Data supplied:
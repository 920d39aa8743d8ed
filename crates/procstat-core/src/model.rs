//! Data model for one sampling tick.

/// Per-device GPU usage of a single process.
#[derive(Debug, Clone, Default, PartialEq, Eq)]
pub struct GpuUsage {
    /// GPU index as reported by `nvidia-smi`.
    pub gpu: String,
    /// SM (shader) utilization percent.
    pub sm_percent: u32,
    /// GPU memory controller utilization percent.
    pub mem_percent: u32,
    /// Framebuffer memory in MiB.
    pub fb_mib: u64,
}

/// Metrics of a single process at sample time.
///
/// Identity is the pid at sample time only; samples are not correlated
/// across ticks.
#[derive(Debug, Clone, Default, PartialEq)]
pub struct ProcessSample {
    pub pid: u32,
    /// Command name (`/proc/[pid]/comm`).
    pub name: String,
    /// Owning user name, or the numeric uid when it cannot be resolved.
    pub user: String,
    /// First `cmdline` argument, or the command name for kernel threads.
    pub exe: String,
    /// CPU usage over the last interval, in percent of one core.
    pub cpu_percent: f64,
    pub rss_bytes: u64,
    pub vms_bytes: u64,
    pub open_fds: u64,
    pub threads: u64,
    /// One entry per GPU the process runs on. Empty when GPU data is absent.
    pub gpu: Vec<GpuUsage>,
}

impl ProcessSample {
    /// Returns true if this sample carries any GPU data.
    pub fn has_gpu(&self) -> bool {
        !self.gpu.is_empty()
    }
}

/// Ordered samples produced by one tick.
pub type SampleSet = Vec<ProcessSample>;

#[cfg(test)]
pub(crate) fn sample(pid: u32, cpu_percent: f64, rss_bytes: u64) -> ProcessSample {
    ProcessSample {
        pid,
        name: format!("proc{}", pid),
        user: "root".to_string(),
        exe: format!("/usr/bin/proc{}", pid),
        cpu_percent,
        rss_bytes,
        ..Default::default()
    }
}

Work request:
Every word of every entry must be returned as it appears.

Solved problem:
repository 920d39aa8743d8ed
filename crates/procstat-core/src/model.rs
//! Data model for one sampling tick.

/// Per-device GPU usage of a single process.
#[derive(Debug, Clone, Default, PartialEq, Eq)]
pub struct GpuUsage {
    /// GPU index as reported by `nvidia-smi`.
    pub gpu: String,
    /// SM (shader) utilization percent.
    pub sm_percent: u32,
    /// GPU memory controller utilization percent.
    pub mem_percent: u32,
    /// Framebuffer memory in MiB.
    pub fb_mib: u64,
}

/// Metrics of a single process at sample time.
///
/// Identity is the pid at sample time only; samples are not correlated
/// across ticks.
#[derive(Debug, Clone, Default, PartialEq)]
pub struct ProcessSample {
    pub pid: u32,
    /// Command name (`/proc/[pid]/comm`).
    pub name: String,
    /// Owning user name, or the numeric uid when it cannot be resolved.
    pub user: String,
    /// First `cmdline` argument, or the command name for kernel threads.
    pub exe: String,
    /// CPU usage over the last interval, in percent of one core.
    pub cpu_percent: f64,
    pub rss_bytes: u64,
    pub vms_bytes: u64,
    pub open_fds: u64,
    pub threads: u64,
    /// One entry per GPU the process runs on. Empty when GPU data is absent.
    pub gpu: Vec<GpuUsage>,
}

impl ProcessSample {
    /// Returns true if this sample carries any GPU data.
    pub fn has_gpu(&self) -> bool {
        !self.gpu.is_empty()
    }
}

/// Ordered samples produced by one tick.
pub type SampleSet = Vec<ProcessSample>;

#[cfg(test)]
pub(crate) fn sample(pid: u32, cpu_percent: f64, rss_bytes: u64) -> ProcessSample {
    ProcessSample {
        pid,
        name: format!("proc{}", pid),
        user: "root".to_string(),
        exe: format!("/usr/bin/proc{}", pid),
        cpu_percent,
        rss_bytes,
        ..Default::default()
    }
}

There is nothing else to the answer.